Second, the terms acid, acidifying and alkaline, alkalinizing have a non-chemical meaning in the context of biological systems and metabolism.

If I understand you correctly here, you are hinting that since the body contains thousands of dynamic systems, and numerous different buffers that are dynamically acting to tightly control pH values in various compartments of the body, the effects of foods or supplements on body pH values cannot be modeled or calculated as if the body were just a collections of chemicals in a glass flask. Each food or supplement can affect many of these dynamic bodily systems, and thereby alter body pH values in a complex fashion.

Furthermore, the body is not a closed system with respect to acids and bases: as you know, the body can get rid of acidity by increasing the amount of carbon dioxide breathed out by the lungs, thereby reducing carbonic acid in the blood; plus acids or bases can be eliminated by the kidneys to help control body pH.

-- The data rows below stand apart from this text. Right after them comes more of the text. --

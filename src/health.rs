use statig::{blocking::IntoStateMachineExt as _, prelude::*};

use crate::error::ErrorKind;

#[derive(Clone, Copy, Debug, Default, PartialEq, Eq)]
pub struct HealthCounters {
    pub scan_count: u16,
    pub scan_retry: u8,
    pub irq_err_cnt: u8,
}

#[derive(Clone, Copy, Debug, PartialEq, Eq)]
pub enum HealthPhase {
    Idle,
    Armed,
    Retrying,
    Escalated,
}

impl HealthPhase {
    pub const fn label(self) -> &'static str {
        match self {
            Self::Idle => "idle",
            Self::Armed => "armed",
            Self::Retrying => "retrying",
            Self::Escalated => "escalated",
        }
    }
}

#[derive(Clone, Copy, Debug, PartialEq, Eq)]
pub enum HealthEvent {
    /// The periodic tick queued an idle check.
    CheckScheduled,
    /// Idle check result; `None` when the scan status was unreadable or corrupt.
    ScanRead { scan_count: Option<u16> },
    Failure(ErrorKind),
    DecodeOk,
    /// Scanning (re)started; the scan counter baseline is gone.
    Restarted,
    RecoveryFinished,
    RecoveryDropped,
}

#[derive(Clone, Copy, Debug, PartialEq, Eq)]
pub enum HealthAction {
    /// Bring the next periodic tick forward.
    RearmFast,
    ScheduleReset(ErrorKind),
}

#[derive(Clone, Copy, Debug, Default, PartialEq, Eq)]
pub struct HealthOutput {
    pub actions: [Option<HealthAction>; 2],
}

impl HealthOutput {
    pub fn iter(&self) -> impl Iterator<Item = HealthAction> + '_ {
        self.actions.iter().flatten().copied()
    }

    pub fn reset_requested(&self) -> Option<ErrorKind> {
        self.iter().find_map(|action| match action {
            HealthAction::ScheduleReset(kind) => Some(kind),
            HealthAction::RearmFast => None,
        })
    }
}

#[derive(Clone, Copy, Debug, Default)]
struct DispatchContext {
    actions: [Option<HealthAction>; 2],
}

impl DispatchContext {
    fn push(&mut self, action: HealthAction) {
        for slot in &mut self.actions {
            if slot.is_none() {
                *slot = Some(action);
                return;
            }
        }
    }

    fn finish(self) -> HealthOutput {
        HealthOutput {
            actions: self.actions,
        }
    }
}

#[derive(Clone, Copy, Debug)]
struct HealthMachine {
    counters: HealthCounters,
    max_scan_retry: u8,
    max_irq_err_cnt: u8,
    escalation: Option<ErrorKind>,
}

pub struct HealthSupervisor {
    machine: statig::blocking::StateMachine<HealthMachine>,
}

impl HealthSupervisor {
    pub fn new(max_scan_retry: u8, max_irq_err_cnt: u8) -> Self {
        Self {
            machine: HealthMachine::new(max_scan_retry, max_irq_err_cnt).state_machine(),
        }
    }

    pub fn handle(&mut self, event: HealthEvent) -> HealthOutput {
        let mut context = DispatchContext::default();
        self.machine.handle_with_context(&event, &mut context);
        context.finish()
    }

    pub fn counters(&self) -> HealthCounters {
        self.machine.inner().counters
    }

    pub fn phase(&self) -> HealthPhase {
        match self.machine.state() {
            State::Idle { .. } => HealthPhase::Idle,
            State::Armed { .. } => HealthPhase::Armed,
            State::Retrying { .. } => HealthPhase::Retrying,
            State::Escalated { .. } => HealthPhase::Escalated,
        }
    }

    /// Failure kind that put the supervisor into `Escalated`.
    pub fn escalation(&self) -> Option<ErrorKind> {
        self.machine.inner().escalation
    }
}

impl HealthMachine {
    fn new(max_scan_retry: u8, max_irq_err_cnt: u8) -> Self {
        Self {
            counters: HealthCounters::default(),
            max_scan_retry: max_scan_retry.max(1),
            max_irq_err_cnt: max_irq_err_cnt.max(1),
            escalation: None,
        }
    }

    fn escalate(&mut self, context: &mut DispatchContext, kind: ErrorKind) -> Outcome<State> {
        log::warn!(
            "touch: recovery_scheduled kind={} irq_err={} scan_retry={}",
            kind.label(),
            self.counters.irq_err_cnt,
            self.counters.scan_retry
        );
        context.push(HealthAction::ScheduleReset(kind));
        self.escalation = Some(kind);
        Transition(State::escalated())
    }

    fn on_failure(&mut self, context: &mut DispatchContext, kind: ErrorKind) -> Outcome<State> {
        if kind.escalates_immediately() {
            return self.escalate(context, kind);
        }
        self.counters.irq_err_cnt = self.counters.irq_err_cnt.saturating_add(1);
        if self.counters.irq_err_cnt >= self.max_irq_err_cnt {
            self.counters.irq_err_cnt = 0;
            return self.escalate(context, kind);
        }
        Handled
    }

    fn on_scan(&mut self, context: &mut DispatchContext, scan_count: Option<u16>) -> Outcome<State> {
        match scan_count {
            Some(count) if count != self.counters.scan_count => {
                self.counters.scan_retry = 0;
                self.counters.scan_count = count;
                Transition(State::idle())
            }
            _ => {
                self.counters.scan_retry = self.counters.scan_retry.saturating_add(1);
                log::info!(
                    "touch: scan_stalled retry={} count={:?}",
                    self.counters.scan_retry,
                    scan_count
                );
                if self.counters.scan_retry >= self.max_scan_retry {
                    self.counters.scan_retry = 0;
                    return self.escalate(context, ErrorKind::Watchdog);
                }
                context.push(HealthAction::RearmFast);
                Transition(State::retrying())
            }
        }
    }

    fn on_decode_ok(&mut self) {
        self.counters.irq_err_cnt = 0;
        self.counters.scan_retry = 0;
    }

    fn on_restart(&mut self) {
        self.counters.scan_count = 0;
        self.counters.scan_retry = 0;
    }
}

#[state_machine(initial = "State::idle()")]
impl HealthMachine {
    #[state]
    fn idle(&mut self, context: &mut DispatchContext, event: &HealthEvent) -> Outcome<State> {
        match event {
            HealthEvent::CheckScheduled => {
                Transition(State::armed())
            }
            HealthEvent::ScanRead { scan_count } => self.on_scan(context, *scan_count),
            HealthEvent::Failure(kind) => self.on_failure(context, *kind),
            HealthEvent::DecodeOk => {
                self.on_decode_ok();
                Handled
            }
            HealthEvent::Restarted => {
                self.on_restart();
                Handled
            }
            HealthEvent::RecoveryFinished | HealthEvent::RecoveryDropped => Handled,
        }
    }

    #[state]
    fn armed(&mut self, context: &mut DispatchContext, event: &HealthEvent) -> Outcome<State> {
        match event {
            HealthEvent::CheckScheduled => Handled,
            HealthEvent::ScanRead { scan_count } => self.on_scan(context, *scan_count),
            HealthEvent::Failure(kind) => self.on_failure(context, *kind),
            HealthEvent::DecodeOk => {
                self.on_decode_ok();
                Handled
            }
            HealthEvent::Restarted => {
                self.on_restart();
                Transition(State::idle())
            }
            HealthEvent::RecoveryFinished | HealthEvent::RecoveryDropped => Handled,
        }
    }

    #[state]
    fn retrying(&mut self, context: &mut DispatchContext, event: &HealthEvent) -> Outcome<State> {
        match event {
            HealthEvent::CheckScheduled => Handled,
            HealthEvent::ScanRead { scan_count } => self.on_scan(context, *scan_count),
            HealthEvent::Failure(kind) => self.on_failure(context, *kind),
            HealthEvent::DecodeOk => {
                self.on_decode_ok();
                Transition(State::idle())
            }
            HealthEvent::Restarted => {
                self.on_restart();
                Transition(State::idle())
            }
            HealthEvent::RecoveryFinished | HealthEvent::RecoveryDropped => Handled,
        }
    }

    #[state]
    fn escalated(&mut self, event: &HealthEvent) -> Outcome<State> {
        match event {
            HealthEvent::CheckScheduled | HealthEvent::ScanRead { .. } => Handled,
            HealthEvent::Failure(kind) => {
                log::debug!("touch: failure_while_escalated kind={}", kind.label());
                Handled
            }
            HealthEvent::DecodeOk => {
                self.on_decode_ok();
                Handled
            }
            HealthEvent::Restarted => {
                self.on_restart();
                Handled
            }
            HealthEvent::RecoveryFinished => {
                self.counters = HealthCounters::default();
                self.escalation = None;
                log::info!("touch: recovery_finished");
                Transition(State::idle())
            }
            HealthEvent::RecoveryDropped => {
                self.escalation = None;
                Transition(State::idle())
            }
        }
    }
}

So I guess the fact that the body has thousands of dynamic processes, and is not a closed system with respect to acids and bases, makes it complex to try to model the biochemical effects that ingested foods or supplements have on body pH.


As an aside, I also wonder whether the health effects derived from alkalizing foods or supplements may only in part be due to changes in body pH. pH levels are tightly controlled in the body (eg, the blood is kept between 7.35 and 7.45 under normal circumstances), and if you go out of the normal pH ranges, then bad things start happening, like enzymes will fail to work; so any changes in pH made by an alkalizing regimen are very small.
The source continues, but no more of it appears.